Shaquille Quarterman took a long look at leaving Miami for the NFL after his junior season, and it would not have been a shocker to see the Hurricanes' best linebacker turn pro.

He ultimately came back, seeking a picture-perfect ending.

"I think there's definitely a higher place for me," Quarterman said.

He means those words in a literal sense. At Miami, All-Americans get their picture on the high on the wall of the team's practice facility. Quarterman looks at that wall, sees the best players ever to take the field with the "U'' on the side of their helmet — and wonders what it'd be like to be part of that group.

So the NFL can wait one more year. There are team goals he will chase as well, of course, but Quarterman simply wasn't ready to leave the Hurricanes with just a good collegiate resume. He wants a great one, and his final season at Miami starts Saturday in Orlando when the unranked Hurricanes take on No. 8 Florida in the resumption of one of college football's best rivalries.

"It's huge," Quarterman said. "The rivalry started way before I was born. You've got people — very, very, very committed fans saying like, 'Hey, man, this is it right here. This is everything.' So you know that it's important. You would have to be blind and deaf to not know it's important. To bring that win home for this place, for this city, it would mean a lot."

The 6-foot-1, 235-pound Quarterman will be one of the leaders of a Miami defense that ranked fourth nationally last season and doesn't have plans to endure any significant dropoff in 2019. Graduation meant the secondary had to be rebuilt and the defensive line will have a new look, but Quarterman — along with Michael Pinckney and Zach McCloud — is back as a four-year starter at linebacker.

Quarterman has never missed a game. Saturday will be Miami's 40th contest since he arrived on campus, and he will have started them all. When Florida takes its first snap, Quarterman's starting streak will officially have tied current Miami assistant coach Mike Rumph for the fifth-longest in Hurricanes history.

Miami defensive coordinator Blake Baker said he presented Quarterman with two challenges: Make his teammates better, and understand everything about what the other 10 guys on the field are doing as well.

"I think he's done a really good job answering the bell with both of those things," Baker said.

Another concentration of Quarterman's in recent months: Being critical with himself.

His numbers in 2018 were outstanding — 14 tackles for loss and six sacks, stats that basically matched the output from his freshman and sophomore seasons combined. But Quarterman has been studying video of his mistakes like a missed angle here or a botched read there, and still kicks himself for dropping an interception against Duke last year in a game that Miami lost by a touchdown.

Miami coach Manny Diaz, who was Quarterman's defensive coordinator for the last three years, said he hopes the approach is rubbing off around the locker room.

"Part of my job is I can't put Shaq on the field in his fourth year with a bunch of guys that don't feel the same will to win as Shaq does," Diaz said. "That would break his heart and break my heart."

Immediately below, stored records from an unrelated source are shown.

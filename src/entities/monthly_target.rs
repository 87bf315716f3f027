//! Monthly target entity - Figures of one product line for one fiscal month.

use crate::core::period::FiscalMonth;
use sea_orm::entity::prelude::*;
use serde::{Deserialize, Serialize};

/// Monthly target database model
#[derive(Clone, Debug, PartialEq, Eq, DeriveEntityModel, Serialize, Deserialize)]
#[sea_orm(table_name = "monthly_targets")]
pub struct Model {
    /// Unique identifier
    #[sea_orm(primary_key)]
    pub id: i64,
    /// Product line these figures belong to
    pub product_id: i64,
    /// Fiscal month
    pub month: FiscalMonth,
    /// Units sold in the same month last year
    pub last_year_qty: i64,
    /// Units committed for this year
    pub current_year_qty: i64,
    /// Revenue achieved in the same month last year
    pub last_year_revenue: i64,
    /// Revenue committed for this year
    pub current_year_revenue: i64,
    /// Annual operating plan reference, units
    pub aop_qty: i64,
    /// Annual operating plan reference, revenue
    pub aop_revenue: i64,
}

/// Defines relationships between `MonthlyTarget` and other entities
#[derive(Copy, Clone, Debug, EnumIter, DeriveRelation)]
pub enum Relation {
    /// Each monthly target belongs to one product
    #[sea_orm(
        belongs_to = "super::product::Entity",
        from = "Column::ProductId",
        to = "super::product::Column::Id"
    )]
    Product,
}

impl Related<super::product::Entity> for Entity {
    fn to() -> RelationDef {
        Relation::Product.def()
    }
}

impl ActiveModelBehavior for ActiveModel {}
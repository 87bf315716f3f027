//! Actor entity - A member of the sales organization.
//!
//! Actors form a tree through `manager_id`; the manager of an actor is the one
//! who reviews the targets that actor enters.

use crate::core::role::Role;
use sea_orm::entity::prelude::*;
use serde::{Deserialize, Serialize};

/// Actor database model
#[derive(Clone, Debug, PartialEq, Eq, DeriveEntityModel, Serialize, Deserialize)]
#[sea_orm(table_name = "actors")]
pub struct Model {
    /// Unique identifier for the actor
    #[sea_orm(primary_key)]
    pub id: i64,
    /// Employee code, unique across the organization
    #[sea_orm(unique)]
    pub code: String,
    /// Display name
    pub name: String,
    /// Position in the hierarchy
    pub role: Role,
    /// Territory, area or zone covered by this actor
    pub territory: String,
    /// Direct manager, None at the top of the tree
    pub manager_id: Option<i64>,
}

/// Defines relationships between Actor and other entities
#[derive(Copy, Clone, Debug, EnumIter, DeriveRelation)]
pub enum Relation {
    /// One actor owns many product target lines
    #[sea_orm(has_many = "super::product::Entity")]
    Products,
    /// Each actor may report to another actor
    #[sea_orm(belongs_to = "Entity", from = "Column::ManagerId", to = "Column::Id")]
    Manager,
}

impl Related<super::product::Entity> for Entity {
    fn to() -> RelationDef {
        Relation::Products.def()
    }
}

impl ActiveModelBehavior for ActiveModel {}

Quarterman has a chance this season to get his name all over the Miami record book. If the Hurricanes go to a bowl game and he plays in every contest, he'll finish no worse than tied for the school record in games played. He could set the school mark for most starts and most consecutive starts, and he has a shot at reaching the top 10 in school history for tackles.

All that is nice, but as far as individual accolades, that picture on the wall is what he wants most.

"Ultimately, I don't like to settle," Quarterman said. "I don't like to settle in anything that I do. And I have the opportunity to play with these guys again, and leave this program in a better place than when I arrived."